### Task directions
Pick out all lines with the word "DisplayConfig" from the records that follow.

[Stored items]
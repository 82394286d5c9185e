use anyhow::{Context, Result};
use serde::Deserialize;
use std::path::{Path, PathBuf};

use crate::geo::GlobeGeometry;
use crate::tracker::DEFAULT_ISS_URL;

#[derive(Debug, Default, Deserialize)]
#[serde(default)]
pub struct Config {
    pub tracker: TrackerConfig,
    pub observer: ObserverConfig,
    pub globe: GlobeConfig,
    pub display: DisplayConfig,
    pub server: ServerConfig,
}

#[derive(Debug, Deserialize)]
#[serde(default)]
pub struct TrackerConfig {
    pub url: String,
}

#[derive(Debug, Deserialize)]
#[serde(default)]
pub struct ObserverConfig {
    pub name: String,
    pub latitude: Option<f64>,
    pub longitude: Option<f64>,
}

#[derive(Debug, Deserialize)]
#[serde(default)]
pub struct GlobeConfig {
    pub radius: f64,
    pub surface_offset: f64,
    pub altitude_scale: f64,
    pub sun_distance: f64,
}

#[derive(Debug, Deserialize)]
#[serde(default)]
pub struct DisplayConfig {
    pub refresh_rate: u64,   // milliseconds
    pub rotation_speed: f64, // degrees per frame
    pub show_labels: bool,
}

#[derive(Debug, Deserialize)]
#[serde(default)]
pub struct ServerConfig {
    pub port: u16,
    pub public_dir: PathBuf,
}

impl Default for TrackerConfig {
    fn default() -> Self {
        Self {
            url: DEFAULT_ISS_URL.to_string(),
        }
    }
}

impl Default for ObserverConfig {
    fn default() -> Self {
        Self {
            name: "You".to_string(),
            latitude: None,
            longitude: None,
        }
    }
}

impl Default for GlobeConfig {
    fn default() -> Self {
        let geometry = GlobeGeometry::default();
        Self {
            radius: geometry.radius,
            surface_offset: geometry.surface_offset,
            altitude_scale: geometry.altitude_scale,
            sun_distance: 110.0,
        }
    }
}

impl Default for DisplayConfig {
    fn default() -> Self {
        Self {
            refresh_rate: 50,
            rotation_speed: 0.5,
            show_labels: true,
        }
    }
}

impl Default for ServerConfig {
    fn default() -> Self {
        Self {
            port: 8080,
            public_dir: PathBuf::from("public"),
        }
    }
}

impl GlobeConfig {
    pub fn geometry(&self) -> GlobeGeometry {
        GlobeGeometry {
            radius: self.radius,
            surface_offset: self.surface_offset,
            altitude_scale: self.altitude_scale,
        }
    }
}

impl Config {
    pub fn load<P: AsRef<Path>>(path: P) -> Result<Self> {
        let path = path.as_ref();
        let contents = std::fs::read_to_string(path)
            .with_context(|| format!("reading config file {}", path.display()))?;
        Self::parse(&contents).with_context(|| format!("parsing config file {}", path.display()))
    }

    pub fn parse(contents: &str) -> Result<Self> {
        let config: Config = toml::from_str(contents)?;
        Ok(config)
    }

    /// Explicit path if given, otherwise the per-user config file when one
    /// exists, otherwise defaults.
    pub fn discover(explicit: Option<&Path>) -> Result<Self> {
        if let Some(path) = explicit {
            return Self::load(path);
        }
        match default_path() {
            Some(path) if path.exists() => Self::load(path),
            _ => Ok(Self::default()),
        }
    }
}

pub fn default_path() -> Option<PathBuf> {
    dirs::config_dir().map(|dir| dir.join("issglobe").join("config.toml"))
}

### Solved problem
    pub display: DisplayConfig,
pub struct DisplayConfig {
impl Default for DisplayConfig {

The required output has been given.